In restrospect, as I look back to my tutelage under the Master, 30 years have elapsed. My heart goes in gratitude to my spiritual benefactors.
Before coming to Master, I was a nonentity. I was blindly teaching “Complementarity Principle” in Physics. At Mehaboobnagar in Andhra Pradesh, a blissful episode occurred. Master began to explain to people around Him, how, in ancient times, there were no conveniences like slates and books; whether it was a hot or winter day, a small hole was made in the sand and the student was made to sit in the pond. The guru would then make the student write the alphabets. He Himself had enacted the scene by spreading the sand and wrote something in Tamil with His forefinger; nobody could decipher anything out of it. Master again spread the sand and this time wrote slowly. A disciple read it as SUBBARAMAIAH. Master pointed out a finger towards my wife telling that the name belonged to her husband! There was a glee in His face and bliss in the heart of disciple as a permanent imprint on the “Sands of time”.
On one occasion, at Esayanur, in Tamilnadu, Master went into an outburst with me. In my youthful exuberance, I told Master that somebody known to me was to retire shortly. He had many commitments and pleaded with Master for an extension of service on his behalf. Master accosted me, “Do you expect me going on helping each and everybody?” I have come into senses. A painful head injury compounded matters, standing lonely at Esayanur bus stand, I cursed my stars. Here is a life rudder. By my foolish behaviour, I felt that I was forsaken. A short while since then, the person secured an extension. The next time, I went to see Master, He consoled me with many many soothing words. Just as a prey that has fallen into a tiger’s mouth cannot escape, so too, the disciple that has earned the Grace of Guru will never be forsaken. Guru waits for an eternity for the sake of the disciple.
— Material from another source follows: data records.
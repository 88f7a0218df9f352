//! Path-type analyzer: maps every leaf path to its scalar
//! type name.
//!
//! Unlike [`super::flatten`], this walker has no root-level quirk to
//! replicate — the top-level-array asymmetry is specific to flatten — so
//! the root is walked the same way as any other node.

use super::common::walk_leaves;
use crate::path::PathBuilder;
use crate::value::{Object, Value};

/// Map each fully qualified leaf path to its scalar type name.
pub fn path_types(value: &Value) -> Value {
    let mut out = Object::new();
    let mut path = PathBuilder::new();
    walk_leaves(value, &mut path, &mut |p, leaf| {
        out.insert(p.to_string(), Value::from(leaf.schema_type_name()));
    });
    Value::Object(out)
}

#[cfg(test)]
mod tests {
    use super::*;

    #[test]
    fn reports_scalar_types_for_every_leaf() {
        let input = Value::object(vec![
            ("name".to_string(), Value::from("John")),
            ("age".to_string(), Value::from(30i64)),
            ("score".to_string(), Value::from(95.5f64)),
            ("active".to_string(), Value::from(true)),
            ("data".to_string(), Value::Null),
            (
                "tags".to_string(),
                Value::Array(vec![Value::from("dev"), Value::from("python")]),
            ),
        ]);

        let types = path_types(&input);
        let obj = types.as_object().unwrap();
        assert_eq!(obj.get("name"), Some(&Value::from("string")));
        assert_eq!(obj.get("age"), Some(&Value::from("integer")));
        assert_eq!(obj.get("score"), Some(&Value::from("number")));
        assert_eq!(obj.get("active"), Some(&Value::from("boolean")));
        assert_eq!(obj.get("data"), Some(&Value::from("null")));
        assert_eq!(obj.get("tags[0]"), Some(&Value::from("string")));
        assert_eq!(obj.get("tags[1]"), Some(&Value::from("string")));
        assert_eq!(obj.len(), 6);
    }

    #[test]
    fn non_leaf_containers_emit_no_entry() {
        let input = Value::object(vec![(
            "person".to_string(),
            Value::object(vec![("name".to_string(), Value::from("Alice"))]),
        )]);
        let types = path_types(&input);
        let obj = types.as_object().unwrap();
        assert!(obj.get("person").is_none());
        assert_eq!(obj.get("person.name"), Some(&Value::from("string")));
    }
}
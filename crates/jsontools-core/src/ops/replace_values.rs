//! `replace_values`: replace string leaves that
//! whole-string-match a compiled pattern with a literal replacement,
//! recursively. Non-string values are never touched, regardless of match.

use crate::regex_adapter::CompiledPattern;
use crate::value::Value;

pub fn replace_values(value: &Value, pattern: &CompiledPattern, replacement: &str) -> Value {
    match value {
        Value::Object(map) => Value::object(
            map.iter()
                .map(|(k, v)| (k.clone(), replace_values(v, pattern, replacement)))
                .collect::<Vec<_>>(),
        ),
        Value::Array(items) => Value::Array(
            items
                .iter()
                .map(|v| replace_values(v, pattern, replacement))
                .collect(),
        ),
        Value::String(s) if pattern.is_match(s) => Value::from(replacement),
        scalar => scalar.clone(),
    }
}

#[cfg(test)]
mod tests {
    use super::*;

    #[test]
    fn replaces_matching_string_leaves() {
        let pattern = CompiledPattern::compile("secret_.*").unwrap();
        let input = Value::object(vec![
            ("a".to_string(), Value::from("secret_123")),
            ("b".to_string(), Value::from("plain")),
        ]);
        let out = replace_values(&input, &pattern, "[redacted]");
        let obj = out.as_object().unwrap();
        assert_eq!(obj.get("a"), Some(&Value::from("[redacted]")));
        assert_eq!(obj.get("b"), Some(&Value::from("plain")));
    }

    #[test]
    fn non_string_values_are_never_touched() {
        let pattern = CompiledPattern::compile("123").unwrap();
        let input = Value::object(vec![("n".to_string(), Value::from(123i64))]);
        assert_eq!(replace_values(&input, &pattern, "x"), input);
    }

    #[test]
    fn recurses_through_arrays_and_nested_objects() {
        let pattern = CompiledPattern::compile("hide").unwrap();
        let input = Value::Array(vec![
            Value::from("hide"),
            Value::object(vec![("k".to_string(), Value::from("hide"))]),
        ]);
        let out = replace_values(&input, &pattern, "gone");
        let arr = out.as_array().unwrap();
        assert_eq!(arr[0], Value::from("gone"));
        assert_eq!(
            arr[1].as_object().unwrap().get("k"),
            Some(&Value::from("gone"))
        );
    }
}
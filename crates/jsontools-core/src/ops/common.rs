//! Shared leaf-walking traversal used by the flattener and the path-type
//! analyzer: descend into non-empty objects and
//! arrays, and treat everything else — scalars, and empty `{}`/`[]` — as a
//! leaf to visit.

use crate::path::PathBuilder;
use crate::value::{Object, Value};

/// Visit every leaf in `value`, calling `visit(path, leaf)` for each.
///
/// Does not special-case the root: callers with their own root-level quirks
/// for top-level scalars or arrays handle those before delegating the
/// interior walk to this function.
pub fn walk_leaves<F: FnMut(&str, &Value)>(value: &Value, path: &mut PathBuilder, visit: &mut F) {
    match value {
        Value::Object(map) if !map.is_empty() => walk_object_members(map, path, visit),
        Value::Array(items) if !items.is_empty() => {
            for (i, v) in items.iter().enumerate() {
                let mark = path.push_index(i);
                walk_leaves(v, path, visit);
                path.pop(mark);
            }
        }
        leaf => visit(path.as_str(), leaf),
    }
}

/// Visit every leaf reachable from a non-empty object's members, without
/// requiring the caller to wrap that object in a [`Value`] first.
pub fn walk_object_members<F: FnMut(&str, &Value)>(
    map: &Object,
    path: &mut PathBuilder,
    visit: &mut F,
) {
    for (k, v) in map {
        let mark = path.push_key(k);
        walk_leaves(v, path, visit);
        path.pop(mark);
    }
}
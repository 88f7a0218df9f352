//! CLI end-to-end tests chaining multiple subcommands through temp files,
//! mirroring how a user would actually invoke the binary in a pipeline.

use assert_cmd::Command;
use predicates::prelude::*;
use std::fs;
use tempfile::TempDir;

fn cmd() -> Command {
    Command::cargo_bin("jsontools").expect("binary should exist")
}

#[test]
fn remove_nulls_then_flatten_via_files() {
    let dir = TempDir::new().unwrap();
    let raw = dir.path().join("raw.json");
    let cleaned = dir.path().join("cleaned.json");
    let flattened = dir.path().join("flat.json");

    fs::write(&raw, r#"{"user":{"name":"Ann","note":null}}"#).unwrap();

    cmd()
        .args(["remove-nulls", raw.to_str().unwrap()])
        .args(["-o", cleaned.to_str().unwrap()])
        .assert()
        .success();

    let cleaned_content = fs::read_to_string(&cleaned).unwrap();
    assert!(!cleaned_content.contains("note"));

    cmd()
        .args(["flatten", cleaned.to_str().unwrap()])
        .args(["-o", flattened.to_str().unwrap()])
        .assert()
        .success();

    let flattened_content = fs::read_to_string(&flattened).unwrap();
    assert_eq!(flattened_content.trim(), r#"{"user.name":"Ann"}"#);
}

#[test]
fn batch_schema_merges_multiple_files_into_one_document() {
    let dir = TempDir::new().unwrap();
    let a = dir.path().join("a.json");
    let b = dir.path().join("b.json");
    fs::write(&a, r#"{"id":1}"#).unwrap();
    fs::write(&b, r#"{"name":"x"}"#).unwrap();

    cmd()
        .args(["batch", "--op", "schema"])
        .arg(a.to_str().unwrap())
        .arg(b.to_str().unwrap())
        .assert()
        .success()
        .stdout(
            predicate::str::contains("\"id\"")
                .and(predicate::str::contains("\"name\"")),
        );
}

#[test]
fn verbose_flag_emits_debug_logs_on_stderr() {
    cmd()
        .args(["--verbose", "flatten"])
        .write_stdin(r#"{"a":1}"#)
        .assert()
        .success();
}
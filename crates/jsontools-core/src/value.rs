//! The JSON value model.
//!
//! `Value` is a tagged tree: `Null`, `Bool`, `Number`, `String`, `Array`, and
//! `Object`. Objects preserve first-insertion key order and reject duplicate
//! keys at construction time (last write wins), which is what the parser and
//! every operation in [`crate::ops`] rely on.

use indexmap::IndexMap;
use std::fmt;

/// An object's member map: an ordered sequence of `(key, value)` pairs with
/// keys unique within the object. Iteration order is first-insertion order;
/// re-inserting an existing key updates its value in place without moving it
/// to the end, matching `IndexMap`'s default `insert` semantics.
pub type Object = IndexMap<String, Value>;

/// A parsed JSON number, keeping the integer/real classification fixed by
/// variant rather than a side-channel flag: a value parsed from text
/// containing `.`, `e`, or `E` is always [`Number::Float`]; any other
/// numeric literal is [`Number::PosInt`] or [`Number::NegInt`].
/// Construction from Rust values preserves this by construction — there is
/// no way to build a `Number` that loses its kind.
#[derive(Debug, Clone, Copy)]
pub enum Number {
    /// A non-negative integer-kind number.
    PosInt(u64),
    /// A negative integer-kind number.
    NegInt(i64),
    /// A real-kind number (its source text had `.`, `e`, or `E`).
    Float(f64),
}

impl Number {
    /// The scalar type name this number reports to the schema generator and
    /// path-type analyzer.
    pub fn type_name(&self) -> &'static str {
        match self {
            Number::PosInt(_) | Number::NegInt(_) => "integer",
            Number::Float(_) => "number",
        }
    }

    pub fn is_integer(&self) -> bool {
        !matches!(self, Number::Float(_))
    }

    pub fn as_f64(&self) -> f64 {
        match *self {
            Number::PosInt(n) => n as f64,
            Number::NegInt(n) => n as f64,
            Number::Float(f) => f,
        }
    }
}

impl PartialEq for Number {
    fn eq(&self, other: &Self) -> bool {
        match (self, other) {
            (Number::PosInt(a), Number::PosInt(b)) => a == b,
            (Number::NegInt(a), Number::NegInt(b)) => a == b,
            (Number::Float(a), Number::Float(b)) => a == b,
            _ => false,
        }
    }
}

impl From<u64> for Number {
    fn from(n: u64) -> Self {
        Number::PosInt(n)
    }
}

impl From<i64> for Number {
    fn from(n: i64) -> Self {
        if n >= 0 {
            Number::PosInt(n as u64)
        } else {
            Number::NegInt(n)
        }
    }
}

impl From<f64> for Number {
    fn from(f: f64) -> Self {
        Number::Float(f)
    }
}

/// A JSON value tree.
#[derive(Debug, Clone, PartialEq)]
pub enum Value {
    Null,
    Bool(bool),
    Number(Number),
    String(String),
    Array(Vec<Value>),
    Object(Object),
}

impl Value {
    pub fn is_null(&self) -> bool {
        matches!(self, Value::Null)
    }

    pub fn is_empty_string(&self) -> bool {
        matches!(self, Value::String(s) if s.is_empty())
    }

    pub fn as_object(&self) -> Option<&Object> {
        match self {
            Value::Object(o) => Some(o),
            _ => None,
        }
    }

    pub fn as_object_mut(&mut self) -> Option<&mut Object> {
        match self {
            Value::Object(o) => Some(o),
            _ => None,
        }
    }

    pub fn as_array(&self) -> Option<&Vec<Value>> {
        match self {
            Value::Array(a) => Some(a),
            _ => None,
        }
    }

    pub fn as_str(&self) -> Option<&str> {
        match self {
            Value::String(s) => Some(s),
            _ => None,
        }
    }

    /// The JSON-Schema `type` name for this value.
    pub fn schema_type_name(&self) -> &'static str {
        match self {
            Value::Null => "null",
            Value::Bool(_) => "boolean",
            Value::Number(n) => n.type_name(),
            Value::String(_) => "string",
            Value::Array(_) => "array",
            Value::Object(_) => "object",
        }
    }

    pub fn object(entries: impl IntoIterator<Item = (String, Value)>) -> Self {
        let mut map = Object::new();
        for (k, v) in entries {
            map.insert(k, v);
        }
        Value::Object(map)
    }
}

impl fmt::Display for Value {
    fn fmt(&self, f: &mut fmt::Formatter<'_>) -> fmt::Result {
        match crate::serializer::to_string(self, false) {
            Ok(s) => f.write_str(&s),
            Err(_) => f.write_str("<invalid value>"),
        }
    }
}

impl From<bool> for Value {
    fn from(b: bool) -> Self {
        Value::Bool(b)
    }
}

impl From<&str> for Value {
    fn from(s: &str) -> Self {
        Value::String(s.to_string())
    }
}

impl From<String> for Value {
    fn from(s: String) -> Self {
        Value::String(s)
    }
}

impl From<i64> for Value {
    fn from(n: i64) -> Self {
        Value::Number(Number::from(n))
    }
}

impl From<u64> for Value {
    fn from(n: u64) -> Self {
        Value::Number(Number::from(n))
    }
}

impl From<f64> for Value {
    fn from(n: f64) -> Self {
        Value::Number(Number::from(n))
    }
}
“Ugadi” is a day of conflict between me and Master; on the eve of the New Year’s Day, He would not condescend to bless me. During the initial years, I did not notice this peculiar behaviour but as years rolled by it became increasingly conspicuous to me of this singularity on the part of Master. On one ‘Ugadi’ at Kalavai, Master for a change, bathed at a wayside ‘tiny’ canal and asked for the small white silk cloth brought by me, with difficulty, He tucked it around his face and waist (the legs remained naked upto thighs). With that odd and yet dazzling pure white dress, He entered Siva temple and hid Himself at one corner under the shade of “Nandivardhanam” trees; I hunted for the blessing but in vain.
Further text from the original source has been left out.